*DIRECTIONS*: Only lines that contain the word "StoreType" belong in the answer; copy them from the records below.

(TASK INPUTS)

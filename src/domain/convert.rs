//! Conversion capability between store types
//!
//! Conversions are in-memory and directional: implementing
//! `ConvertFrom<A> for B` says nothing about `B -> A`, and converting a type
//! into itself is only possible when declared like any other pair.

use super::store::StoreType;

/// Builds a value of `Self` from a value of store type `S`
pub trait ConvertFrom<S: StoreType>: StoreType {
    /// Whether the conversion exists in principle
    ///
    /// A property of the two types alone. Answers true once the pair is
    /// registered unless overridden.
    fn can_convert() -> bool {
        true
    }

    /// Converts a value; only called after `can_convert` answered true
    fn convert_from(source: &S) -> anyhow::Result<Self>;
}
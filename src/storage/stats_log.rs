//! JSONL statistics log
//!
//! Every `ps` run with logging enabled appends one line holding the
//! structured statistics of the inspected store value.
//! Uses file locking so concurrent shells do not interleave lines.

use std::fs::{self, File, OpenOptions};
use std::io::{BufRead, BufReader, Write};
use std::path::{Path, PathBuf};

use anyhow::{Context, Result};
use chrono::{DateTime, Utc};
use fs2::FileExt;
use serde::{Deserialize, Serialize};

/// One logged statistics record
#[derive(Debug, Clone, PartialEq, Serialize, Deserialize)]
pub struct StatisticsEntry {
    /// When the statistics were taken
    pub timestamp: DateTime<Utc>,

    /// Command that produced the record (e.g. `ps`)
    pub command: String,

    /// Store key of the inspected value
    pub store: String,

    /// Output of the store's `log_statistics` hook
    pub statistics: serde_json::Value,
}

/// Append-only statistics log in JSONL format
#[derive(Debug, Clone)]
pub struct StatisticsLog {
    path: PathBuf,
}

impl StatisticsLog {
    /// Creates a log writing to the given path
    pub fn new(path: impl Into<PathBuf>) -> Self {
        Self { path: path.into() }
    }

    /// Returns the path to the log file
    pub fn path(&self) -> &Path {
        &self.path
    }

    /// Appends one entry
    pub fn append(&self, entry: &StatisticsEntry) -> Result<()> {
        if let Some(parent) = self.path.parent() {
            fs::create_dir_all(parent)
                .with_context(|| format!("Failed to create directory: {}", parent.display()))?;
        }

        let mut file = OpenOptions::new()
            .create(true)
            .append(true)
            .open(&self.path)
            .with_context(|| format!("Failed to open statistics log: {}", self.path.display()))?;

        file.lock_exclusive()
            .context("Failed to acquire write lock on statistics log")?;

        let line = serde_json::to_string(entry).context("Failed to serialize statistics")?;
        writeln!(file, "{}", line).context("Failed to write statistics")?;
        file.flush().context("Failed to flush statistics log")?;

        // Lock is released when file is dropped
        Ok(())
    }

    /// Reads all entries, oldest first
    pub fn read_all(&self) -> Result<Vec<StatisticsEntry>> {
        if !self.path.exists() {
            return Ok(Vec::new());
        }

        let file = File::open(&self.path)
            .with_context(|| format!("Failed to open statistics log: {}", self.path.display()))?;

        file.lock_shared()
            .context("Failed to acquire read lock on statistics log")?;

        let reader = BufReader::new(&file);
        let mut entries = Vec::new();

        for (line_num, line) in reader.lines().enumerate() {
            let line = line.with_context(|| format!("Failed to read line {}", line_num + 1))?;

            if line.trim().is_empty() {
                continue;
            }

            let entry: StatisticsEntry = serde_json::from_str(&line)
                .with_context(|| format!("Failed to parse statistics at line {}", line_num + 1))?;

            entries.push(entry);
        }

        Ok(entries)
    }
}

(End TASK INPUTS)

*WRITTEN ANSWER*:
use super::store::StoreType;
pub trait ConvertFrom<S: StoreType>: StoreType {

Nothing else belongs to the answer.